Collected data entries >>
+ + + + + + +
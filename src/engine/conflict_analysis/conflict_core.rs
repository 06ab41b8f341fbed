use crate::basic_types::HashSet;
use crate::constraints::SignedConstraint;

/// The explanation of the current conflict, a set of literals which together cannot be
/// satisfied.
///
/// Inference engines which extend the explanation must call [`ConflictCore::keep`] on the
/// literals they rely on *before* calling [`ConflictCore::set`] or [`ConflictCore::insert`].
pub trait ConflictCore {
    /// The literals currently in the core, the head first.
    fn constraints(&self) -> &[SignedConstraint];

    /// Add `constraint` to the explanation.
    ///
    /// Postcondition: `constraint` is in the core.
    fn insert(&mut self, constraint: SignedConstraint);

    /// Replace the head of the explanation by `constraint`.
    ///
    /// Postcondition: `constraint` is the head; the previous head is gone unless it was pinned
    /// through [`ConflictCore::keep`].
    fn set(&mut self, constraint: SignedConstraint);

    /// Pin `constraint` so that it is retained by subsequent calls to [`ConflictCore::set`].
    ///
    /// Postcondition: `constraint` is in the core and pinned.
    fn keep(&mut self, constraint: &SignedConstraint);
}

/// An ordered conflict core without duplicates.
#[derive(Debug, Default, Clone)]
pub struct Conflict {
    literals: Vec<SignedConstraint>,
    pinned: HashSet<SignedConstraint>,
}

impl Conflict {
    pub fn new(literals: impl IntoIterator<Item = SignedConstraint>) -> Conflict {
        let mut conflict = Conflict::default();
        literals
            .into_iter()
            .for_each(|literal| conflict.insert(literal));
        conflict
    }

    pub fn len(&self) -> usize {
        self.literals.len()
    }

    pub fn is_empty(&self) -> bool {
        self.literals.is_empty()
    }

    pub fn contains(&self, constraint: &SignedConstraint) -> bool {
        self.literals.contains(constraint)
    }

    pub fn is_pinned(&self, constraint: &SignedConstraint) -> bool {
        self.pinned.contains(constraint)
    }

    pub fn head(&self) -> Option<&SignedConstraint> {
        self.literals.first()
    }

    pub fn iter(&self) -> impl Iterator<Item = &SignedConstraint> + '_ {
        self.literals.iter()
    }
}

impl ConflictCore for Conflict {
    fn constraints(&self) -> &[SignedConstraint] {
        &self.literals
    }

    fn insert(&mut self, constraint: SignedConstraint) {
        if !self.contains(&constraint) {
            self.literals.push(constraint);
        }
    }

    fn set(&mut self, constraint: SignedConstraint) {
        let is_head = self.head() == Some(&constraint);
        self.literals.retain(|literal| *literal != constraint);

        if is_head || self.literals.is_empty() {
            self.literals.insert(0, constraint);
            return;
        }

        // The previous head differs from `constraint`, so it is still in front.
        let previous_head = std::mem::replace(&mut self.literals[0], constraint);
        if self.pinned.contains(&previous_head) {
            self.literals.push(previous_head);
        }
    }

    fn keep(&mut self, constraint: &SignedConstraint) {
        self.insert(constraint.clone());
        let _ = self.pinned.insert(constraint.clone());
    }
}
+ + + + + + +
Action item >> Set down, exactly as they stand above, the lines starting with the line with "pub struct Conflict" and going on through the line with "pub fn is_pinned(&self, constraint: &SignedConstraint)", and no others.

Finished task >>
pub struct Conflict {
    literals: Vec<SignedConstraint>,
    pinned: HashSet<SignedConstraint>,
}

impl Conflict {
    pub fn new(literals: impl IntoIterator<Item = SignedConstraint>) -> Conflict {
        let mut conflict = Conflict::default();
        literals
            .into_iter()
            .for_each(|literal| conflict.insert(literal));
        conflict
    }

    pub fn len(&self) -> usize {
        self.literals.len()
    }

    pub fn is_empty(&self) -> bool {
        self.literals.is_empty()
    }

    pub fn contains(&self, constraint: &SignedConstraint) -> bool {
        self.literals.contains(constraint)
    }

    pub fn is_pinned(&self, constraint: &SignedConstraint) -> bool {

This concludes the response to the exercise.